The cemetery at Ur contained more than 2000 burials alongside a corresponding wealth of objects. Many items come from the handful of royal burials. Many of these grave goods were likely imported from various surrounding regions including Afghanistan, Egypt, and the Indus valley. Objects of significance varied from cylinder seals, jewelry and metalwork, to pottery, musical instruments, and more.

Cylinder Seals

Cylinder seals found amongst the grave goods in the cemetery at Ur were often inscribed with the names of the deceased.[3] Excavators retrieved three cylinder seals near queen Puabi’s remains, one with her name written in cuneiform.[9]

Jewelry and Metalwork

Reconstructed Sumerian headgear necklaces found in the tomb of Puabi, housed at the British Museum

The various female personages and attendants buried at the cemetery of Ur were adorned with jewelry made from gold, silver, lapis lazuli and carnelian including a variety of necklaces, earrings, headdresses, and hair rings.

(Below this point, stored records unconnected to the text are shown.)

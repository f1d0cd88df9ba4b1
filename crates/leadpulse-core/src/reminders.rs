//! Reminder window evaluation.
//!
//! A reminder is due in the half-open window from ten minutes down to
//! five minutes before the scheduled time. The evaluator only selects
//! follow-ups; dispatching the reminder and writing back `reminder_sent`
//! belong to the caller.

use std::collections::HashSet;

use chrono::{DateTime, Duration, Utc};

use crate::models::{FollowUp, FollowUpType, Patient};

/// Minutes before the scheduled time at which the window opens.
const WINDOW_OPEN_MINUTES: i64 = 10;

/// Minutes before the scheduled time at which the window closes.
const WINDOW_CLOSE_MINUTES: i64 = 5;

/// Whether `now` falls inside the reminder window for `scheduled_at`.
///
/// The window is `[scheduled_at - 10 min, scheduled_at - 5 min)`: closed
/// at the opening edge, open at the closing edge.
pub fn is_due(scheduled_at: DateTime<Utc>, now: DateTime<Utc>) -> bool {
    let opens = scheduled_at - Duration::minutes(WINDOW_OPEN_MINUTES);
    let closes = scheduled_at - Duration::minutes(WINDOW_CLOSE_MINUTES);
    now >= opens && now < closes
}

/// Which follow-up kinds get reminders.
#[derive(Debug, Clone)]
pub struct ReminderPolicy {
    /// Kinds that qualify for a reminder.
    pub allowed_types: HashSet<FollowUpType>,
}

impl Default for ReminderPolicy {
    /// Meetings and appointments only.
    fn default() -> Self {
        Self {
            allowed_types: [FollowUpType::Meeting, FollowUpType::Appointment]
                .into_iter()
                .collect(),
        }
    }
}

impl ReminderPolicy {
    /// Whether this policy sends reminders for the given kind.
    pub fn allows(&self, kind: FollowUpType) -> bool {
        self.allowed_types.contains(&kind)
    }
}

/// A follow-up whose reminder should go out now.
#[derive(Debug, Clone, Copy)]
pub struct DueReminder<'a> {
    /// The patient to remind
    pub patient: &'a Patient,
    /// The follow-up the reminder is for
    pub follow_up: &'a FollowUp,
}

/// Collect every follow-up whose reminder is due at `now`.
///
/// A follow-up qualifies when it is not completed, no reminder has been
/// sent for it, its kind is allowed by the policy, the patient has the
/// contact channel that kind goes out on, and `now` is inside its window.
pub fn collect_due_follow_ups<'p>(
    patients: &'p [Patient],
    policy: &ReminderPolicy,
    now: DateTime<Utc>,
) -> Vec<DueReminder<'p>> {
    let mut due = Vec::new();

    for patient in patients {
        for follow_up in &patient.follow_ups {
            if follow_up.completed || follow_up.reminder_sent == Some(true) {
                continue;
            }
            if !policy.allows(follow_up.kind) || !has_channel_for(patient, follow_up.kind) {
                continue;
            }
            if is_due(follow_up.scheduled_at, now) {
                due.push(DueReminder { patient, follow_up });
            }
        }
    }

    tracing::debug!(due = due.len(), "collected due reminders");
    due
}

/// Whether the patient has the contact channel the kind goes out on.
///
/// Email, meeting and appointment reminders go out by email; call,
/// message and whatsapp reminders need a phone number.
fn has_channel_for(patient: &Patient, kind: FollowUpType) -> bool {
    match kind {
        FollowUpType::Email | FollowUpType::Meeting | FollowUpType::Appointment => {
            patient.has_email()
        }
        FollowUpType::Call | FollowUpType::Message | FollowUpType::Whatsapp => patient.has_phone(),
    }
}
//! Treatment catalog entries.

use serde::{Deserialize, Serialize};

/// A treatment offered by the clinic.
#[derive(Debug, Clone, Serialize, Deserialize, PartialEq)]
pub struct Treatment {
    /// Catalog identifier
    pub id: String,
    /// Treatment name
    pub name: String,
    /// List price; non-negative
    pub price: f64,
}

impl Treatment {
    /// Create a new catalog entry.
    pub fn new(id: String, name: String, price: f64) -> Self {
        Self { id, name, price }
    }

    /// Whether a patient interest string refers to this treatment.
    ///
    /// Matches case-insensitively against the catalog id or the name.
    /// No trimming or fuzzy matching is applied.
    pub fn matches_interest(&self, interest: &str) -> bool {
        let interest = interest.to_lowercase();
        self.id.to_lowercase() == interest || self.name.to_lowercase() == interest
    }
}
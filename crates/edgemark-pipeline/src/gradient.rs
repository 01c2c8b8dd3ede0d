//! Per-pixel intensity gradients and the gradient field built from the
//! Sobel operators.
//!
//! A [`Gradient`] is a 2D vector `(dx, dy)` with derived magnitude,
//! signed direction, and a four-way [`Direction`] class used by the
//! quantized suppressor and by hysteresis linking. A [`GradientField`]
//! is a `W x H` grid of gradients sharing the source image dimensions.

use std::f64::consts::PI;

use image::GrayImage;

use crate::filter;
use crate::kernel::Kernel;

/// Sobel operator for horizontal intensity change.
pub const SOBEL_X: [[f64; 3]; 3] = [[1.0, 0.0, -1.0], [2.0, 0.0, -2.0], [1.0, 0.0, -1.0]];

/// Sobel operator for vertical intensity change.
pub const SOBEL_Y: [[f64; 3]; 3] = [[1.0, 2.0, 1.0], [0.0, 0.0, 0.0], [-1.0, -2.0, -1.0]];

/// Quantized gradient direction.
///
/// Angles differing by pi are equivalent (a north-pointing gradient is
/// the same class as a south-pointing one), which folds the eight
/// compass directions down to four.
#[derive(Debug, Clone, Copy, PartialEq, Eq)]
pub enum Direction {
    /// Gradient near vertical (angle near pi/2).
    NorthSouth,
    /// Gradient near horizontal (angle near 0 or pi).
    EastWest,
    /// Gradient along the northeast-southwest diagonal.
    NortheastSouthwest,
    /// Gradient along the northwest-southeast diagonal.
    NorthwestSoutheast,
}

impl Direction {
    /// Unit step `(dx, dy)` along this direction, in image coordinates
    /// (y grows downward). The opposite step is the negation.
    #[must_use]
    pub const fn step(self) -> (i64, i64) {
        match self {
            Self::NorthSouth => (0, 1),
            Self::EastWest => (1, 0),
            Self::NortheastSouthwest => (1, 1),
            Self::NorthwestSoutheast => (-1, 1),
        }
    }
}

/// The intensity gradient of a single pixel.
#[derive(Debug, Clone, Copy, PartialEq)]
pub struct Gradient {
    /// Horizontal component.
    pub dx: f64,
    /// Vertical component.
    pub dy: f64,
}

impl Gradient {
    /// The "no gradient" sentinel. Its direction is 0 by the atan2
    /// convention and its magnitude is the global minimum, so it never
    /// wins a suppression or linking comparison.
    pub const ZERO: Self = Self { dx: 0.0, dy: 0.0 };

    /// Create a gradient from its components.
    #[must_use]
    pub const fn new(dx: f64, dy: f64) -> Self {
        Self { dx, dy }
    }

    /// Euclidean magnitude `sqrt(dx^2 + dy^2)`.
    #[must_use]
    pub fn magnitude(self) -> f64 {
        (self.dx * self.dx + self.dy * self.dy).sqrt()
    }

    /// Signed direction `atan2(dy, dx)` in `(-pi, pi]`.
    #[must_use]
    pub fn direction(self) -> f64 {
        self.dy.atan2(self.dx)
    }

    /// Quantized four-way direction class.
    ///
    /// The signed direction is folded into `[0, pi)` (adding pi to
    /// negative angles) and bucketed into eighths of pi with upper
    /// edges closed: `EastWest` covers angles near 0 and pi,
    /// `NorthSouth` angles near pi/2, the diagonals the remaining
    /// eighths.
    #[must_use]
    pub fn quantized_direction(self) -> Direction {
        let mut direction = self.direction();
        if direction < 0.0 {
            direction += PI;
        }

        let eighth = PI / 8.0;
        if direction > eighth && direction <= 3.0 * eighth {
            Direction::NorthwestSoutheast
        } else if direction > 3.0 * eighth && direction <= 5.0 * eighth {
            Direction::NorthSouth
        } else if direction > 5.0 * eighth && direction <= 7.0 * eighth {
            Direction::NortheastSouthwest
        } else {
            Direction::EastWest
        }
    }
}

/// A `W x H` grid of per-pixel gradients.
#[derive(Debug, Clone, PartialEq)]
pub struct GradientField {
    width: u32,
    height: u32,
    data: Vec<Gradient>,
}

impl GradientField {
    /// Build a field of the given dimensions by evaluating `f` at every
    /// pixel.
    #[must_use]
    pub fn from_fn(width: u32, height: u32, mut f: impl FnMut(u32, u32) -> Gradient) -> Self {
        let mut data = Vec::with_capacity(width as usize * height as usize);
        for y in 0..height {
            for x in 0..width {
                data.push(f(x, y));
            }
        }
        Self {
            width,
            height,
            data,
        }
    }

    /// Field width in pixels.
    #[must_use]
    pub const fn width(&self) -> u32 {
        self.width
    }

    /// Field height in pixels.
    #[must_use]
    pub const fn height(&self) -> u32 {
        self.height
    }

    /// Gradient at `(x, y)`. Coordinates must be in bounds.
    #[must_use]
    pub fn get(&self, x: u32, y: u32) -> Gradient {
        debug_assert!(x < self.width && y < self.height);
        self.data[y as usize * self.width as usize + x as usize]
    }

    /// Gradient magnitude at `(x, y)`.
    #[must_use]
    pub fn magnitude(&self, x: u32, y: u32) -> f64 {
        self.get(x, y).magnitude()
    }

    /// Maximum gradient magnitude over the whole field. 0 for an empty
    /// or all-zero field.
    #[must_use]
    pub fn max_magnitude(&self) -> f64 {
        self.data
            .iter()
            .map(|g| g.magnitude())
            .fold(0.0, f64::max)
    }

    /// Iterate over all gradients in row-major order.
    pub fn pixels(&self) -> impl Iterator<Item = &Gradient> {
        self.data.iter()
    }
}

/// Build the gradient field of a (blurred) grayscale image by applying
/// the Sobel operators at every pixel.
///
/// The Sobel kernels are applied unnormalized; downstream stages rely
/// only on relative magnitude comparisons, never absolute calibration.
#[must_use = "returns the gradient field"]
pub fn build_gradient_field(image: &GrayImage) -> GradientField {
    let sobel_x = Kernel::from_matrix3(SOBEL_X);
    let sobel_y = Kernel::from_matrix3(SOBEL_Y);

    GradientField::from_fn(image.width(), image.height(), |x, y| {
        let dx = filter::apply_at(image, &sobel_x, x, y);
        let dy = filter::apply_at(image, &sobel_y, x, y);
        Gradient::new(f64::from(dx), f64::from(dy))
    })
}
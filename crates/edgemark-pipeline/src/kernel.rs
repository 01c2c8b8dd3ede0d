//! Square convolution kernels, including the normalized Gaussian used
//! for the blur stage.
//!
//! A [`Kernel`] is a `size x size` matrix of `f64` weights. The Gaussian
//! constructor renormalizes its entries to sum to exactly 1, so a
//! convolution with it preserves the total intensity of the image (up to
//! the zero-padded border).

use std::f64::consts::PI;

/// A square matrix of convolution weights.
///
/// Weights are stored row-major. Cell `(row, col)` corresponds to the
/// spatial offset `(col - radius, row - radius)` from the anchor pixel,
/// where `radius = size / 2` (floor). For even sizes this window is
/// asymmetric by one cell, matching the Gaussian builder's layout.
#[derive(Debug, Clone, PartialEq)]
pub struct Kernel {
    size: usize,
    weights: Vec<f64>,
}

impl Kernel {
    /// Build a kernel from a 3x3 matrix of weights.
    #[must_use]
    pub fn from_matrix3(rows: [[f64; 3]; 3]) -> Self {
        Self {
            size: 3,
            weights: rows.into_iter().flatten().collect(),
        }
    }

    /// Build a normalized `size x size` Gaussian kernel.
    ///
    /// Raw entries are `exp(-(x^2 + y^2) / (2 sigma^2)) / (2 pi sigma^2)`
    /// for `x, y = -radius + index`, then renormalized so the whole
    /// kernel sums to exactly 1. The renormalization also corrects for
    /// the mass lost to the truncated (and, for even sizes, asymmetric)
    /// window.
    ///
    /// `size == 0` or `sigma <= 0` produce degenerate kernels; callers
    /// are expected to validate parameters first (see
    /// [`CannyConfig::validate`](crate::types::CannyConfig::validate)).
    #[must_use]
    pub fn gaussian(size: usize, sigma: f64) -> Self {
        #[allow(clippy::cast_precision_loss)]
        let radius = (size / 2) as f64;
        let two_sigma_sq = 2.0 * sigma * sigma;

        let mut weights = Vec::with_capacity(size * size);
        let mut sum = 0.0;
        for i in 0..size {
            for j in 0..size {
                #[allow(clippy::cast_precision_loss)]
                let x = -radius + j as f64;
                #[allow(clippy::cast_precision_loss)]
                let y = -radius + i as f64;

                let weight = (-(x * x + y * y) / two_sigma_sq).exp() / (PI * two_sigma_sq);
                weights.push(weight);
                sum += weight;
            }
        }

        if sum > 0.0 {
            for weight in &mut weights {
                *weight /= sum;
            }
        }

        Self { size, weights }
    }

    /// Side length of the kernel.
    #[must_use]
    pub const fn size(&self) -> usize {
        self.size
    }

    /// Floor half-width of the kernel window.
    #[must_use]
    pub const fn radius(&self) -> usize {
        self.size / 2
    }

    /// Weight at `(row, col)`, both in `0..size`.
    #[must_use]
    pub fn weight(&self, row: usize, col: usize) -> f64 {
        self.weights[row * self.size + col]
    }

    /// Sum of all weights.
    #[must_use]
    pub fn sum(&self) -> f64 {
        self.weights.iter().sum()
    }
}
//! Pipeline diagnostics: timing and counts for each stage.
//!
//! These diagnostics are permanent instrumentation intended for
//! parameter tuning. Every call to
//! [`process_staged`](crate::process_staged) collects diagnostics
//! alongside the stage outputs.
//!
//! Durations are serialized as fractional seconds (`f64`) for JSON
//! compatibility, since `std::time::Duration` does not implement serde
//! traits.

use std::time::Duration;

use serde::{Deserialize, Serialize};

/// Serde support for `std::time::Duration` as fractional seconds.
mod duration_serde {
    use std::time::Duration;

    use serde::{Deserialize, Deserializer, Serialize, Serializer};

    /// Serialize a `Duration` as fractional seconds (`f64`).
    pub fn serialize<S: Serializer>(duration: &Duration, serializer: S) -> Result<S::Ok, S::Error> {
        duration.as_secs_f64().serialize(serializer)
    }

    /// Deserialize a `Duration` from fractional seconds (`f64`).
    pub fn deserialize<'de, D: Deserializer<'de>>(deserializer: D) -> Result<Duration, D::Error> {
        let secs = f64::deserialize(deserializer)?;
        Duration::try_from_secs_f64(secs).map_err(|_| {
            serde::de::Error::custom(
                "duration seconds must be finite, non-negative, and representable as a Duration",
            )
        })
    }
}

/// Diagnostics collected from a single pipeline run.
#[derive(Debug, Clone, Serialize, Deserialize)]
pub struct PipelineDiagnostics {
    /// Stage 1: Gaussian blur.
    pub blur: StageDiagnostics,
    /// Stage 2: Sobel gradient field construction.
    pub gradients: StageDiagnostics,
    /// Stage 3: non-maximal suppression.
    pub suppression: StageDiagnostics,
    /// Stage 4: hysteresis classification.
    pub hysteresis: StageDiagnostics,
    /// Total wall-clock duration of the entire pipeline (seconds).
    #[serde(with = "duration_serde")]
    pub total_duration: Duration,
    /// Summary counts across all stages.
    pub summary: PipelineSummary,
}

/// Diagnostics for a single pipeline stage.
#[derive(Debug, Clone, Serialize, Deserialize)]
pub struct StageDiagnostics {
    /// Wall-clock duration of this stage (seconds).
    #[serde(with = "duration_serde")]
    pub duration: Duration,
    /// Stage-specific metrics (counts, parameters).
    pub metrics: StageMetrics,
}

/// Stage-specific metrics that vary by pipeline stage.
#[derive(Debug, Clone, Serialize, Deserialize)]
pub enum StageMetrics {
    /// Gaussian blur metrics.
    Blur {
        /// Kernel side length.
        filter_size: usize,
        /// Sigma value used for the blur kernel.
        sigma: f64,
    },
    /// Gradient field metrics.
    Gradients {
        /// Maximum gradient magnitude over the raw field.
        max_magnitude: f64,
    },
    /// Non-maximal suppression metrics.
    Suppression {
        /// Which suppression strategy ran.
        strategy: String,
        /// Pixels whose gradient survived suppression.
        survivors: u64,
        /// Total pixel count.
        total_pixel_count: u64,
    },
    /// Hysteresis classification metrics.
    Hysteresis {
        /// Low threshold ratio.
        low_threshold: f64,
        /// High threshold ratio.
        high_threshold: f64,
        /// Strong edge pixel count.
        strong: u64,
        /// Weak (linked) edge pixel count.
        weak: u64,
        /// Dropped (unlinked borderline) pixel count.
        dropped: u64,
    },
}

/// High-level summary counts for the entire pipeline.
#[derive(Debug, Clone, Serialize, Deserialize)]
pub struct PipelineSummary {
    /// Source image width in pixels.
    pub image_width: u32,
    /// Source image height in pixels.
    pub image_height: u32,
    /// Total pixel count.
    pub pixel_count: u64,
    /// Edge pixels (strong + weak) in the final map.
    pub edge_pixel_count: u64,
}

impl PipelineDiagnostics {
    /// Format diagnostics as a human-readable report.
    #[must_use]
    pub fn report(&self) -> String {
        let mut lines = Vec::new();

        lines.push(format!("Edge Detection Diagnostics\n{}", "=".repeat(60)));
        lines.push(format!(
            "Image: {}x{} ({} pixels)",
            self.summary.image_width, self.summary.image_height, self.summary.pixel_count,
        ));
        lines.push(format!(
            "Total duration: {:.3}ms",
            duration_ms(self.total_duration),
        ));
        lines.push(String::new());

        lines.push(format!(
            "{:<16} {:>10} {:>10}  {}",
            "Stage", "Duration", "% Total", "Details"
        ));
        lines.push("-".repeat(72));

        let total_ms = duration_ms(self.total_duration);
        let stages = [
            ("Blur", &self.blur),
            ("Gradients", &self.gradients),
            ("Suppression", &self.suppression),
            ("Hysteresis", &self.hysteresis),
        ];

        for (name, diag) in stages {
            let ms = duration_ms(diag.duration);
            let pct = if total_ms > 0.0 {
                ms / total_ms * 100.0
            } else {
                0.0
            };
            let details = format_metrics(&diag.metrics);
            lines.push(format!("{name:<16} {ms:>8.3}ms {pct:>9.1}%  {details}"));
        }

        lines.push(String::new());
        lines.push(format!(
            "Edge pixels (strong + weak): {}",
            self.summary.edge_pixel_count,
        ));

        lines.join("\n")
    }
}

/// Convert a `Duration` to milliseconds as `f64`.
fn duration_ms(d: Duration) -> f64 {
    d.as_secs_f64() * 1000.0
}

/// Format stage metrics into a compact detail string.
fn format_metrics(metrics: &StageMetrics) -> String {
    match metrics {
        StageMetrics::Blur { filter_size, sigma } => {
            format!("{filter_size}x{filter_size} sigma={sigma:.2}")
        }
        StageMetrics::Gradients { max_magnitude } => format!("max|g|={max_magnitude:.1}"),
        StageMetrics::Suppression {
            strategy,
            survivors,
            total_pixel_count,
        } => {
            #[allow(clippy::cast_precision_loss)]
            let density = if *total_pixel_count > 0 {
                *survivors as f64 / *total_pixel_count as f64 * 100.0
            } else {
                0.0
            };
            format!("{strategy} survivors={survivors} ({density:.1}%)")
        }
        StageMetrics::Hysteresis {
            low_threshold,
            high_threshold,
            strong,
            weak,
            dropped,
        } => {
            format!(
                "low={low_threshold:.2} high={high_threshold:.2} strong={strong} weak={weak} dropped={dropped}",
            )
        }
    }
}

#[cfg(test)]
#[allow(clippy::unwrap_used)]
mod tests {
    use super::*;

    fn sample_diagnostics() -> PipelineDiagnostics {
        PipelineDiagnostics {
            blur: StageDiagnostics {
                duration: Duration::from_millis(12),
                metrics: StageMetrics::Blur {
                    filter_size: 5,
                    sigma: 1.4,
                },
            },
            gradients: StageDiagnostics {
                duration: Duration::from_millis(8),
                metrics: StageMetrics::Gradients {
                    max_magnitude: 1020.0,
                },
            },
            suppression: StageDiagnostics {
                duration: Duration::from_millis(20),
                metrics: StageMetrics::Suppression {
                    strategy: "Subpixel".to_string(),
                    survivors: 400,
                    total_pixel_count: 10000,
                },
            },
            hysteresis: StageDiagnostics {
                duration: Duration::from_millis(5),
                metrics: StageMetrics::Hysteresis {
                    low_threshold: 0.1,
                    high_threshold: 0.3,
                    strong: 120,
                    weak: 80,
                    dropped: 40,
                },
            },
            total_duration: Duration::from_millis(45),
            summary: PipelineSummary {
                image_width: 100,
                image_height: 100,
                pixel_count: 10000,
                edge_pixel_count: 200,
            },
        }
    }

    #[test]
    fn duration_ms_converts_correctly() {
        let d = Duration::from_millis(1234);
        assert!((duration_ms(d) - 1234.0).abs() < 0.01);
    }

    #[test]
    fn report_mentions_every_stage() {
        let report = sample_diagnostics().report();
        for name in ["Blur", "Gradients", "Suppression", "Hysteresis"] {
            assert!(report.contains(name), "missing stage {name}");
        }
        assert!(report.contains("100x100"));
    }

    #[test]
    fn diagnostics_serde_round_trip() {
        let diag = sample_diagnostics();
        let json = serde_json::to_string(&diag).unwrap();
        let back: PipelineDiagnostics = serde_json::from_str(&json).unwrap();
        assert_eq!(back.summary.edge_pixel_count, 200);
        assert_eq!(back.blur.duration, Duration::from_millis(12));
    }

    #[test]
    fn durations_serialize_as_seconds() {
        let diag = sample_diagnostics();
        let value = serde_json::to_value(&diag).unwrap();
        let secs = value["total_duration"].as_f64().unwrap();
        assert!((secs - 0.045).abs() < 1e-9);
    }
}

The presence of Carnelian beads present amongst the grave goods at the cemetery indicated trade with the Indus Valley. Hair ornaments included hair combs with floral elements made of gold, lapis, shell, and pink limestone. In addition, hair ribbons of gold and silver and inlaid combs with rosettes were also found amongst the human remains at Ur.[3]

Many of the jewels contained some sort of botanical reference. Amongst them are vegetal wreaths fashioned with gold leaves. Notably, Puabi’s headdress consists of four botanical wreaths including rosettes or stars and leaves.[10]

Other precious metals were found in the form of helmets, daggers, and various vessels in copper, silver, and gold. A gold helmet, whose ownership is attributed to Meskalamdug was found in a grave that Woolley believed to be an elite, but not necessarily a king.[11] The helmet was made from a single piece of gold and fashioned to resemble a wig.[12]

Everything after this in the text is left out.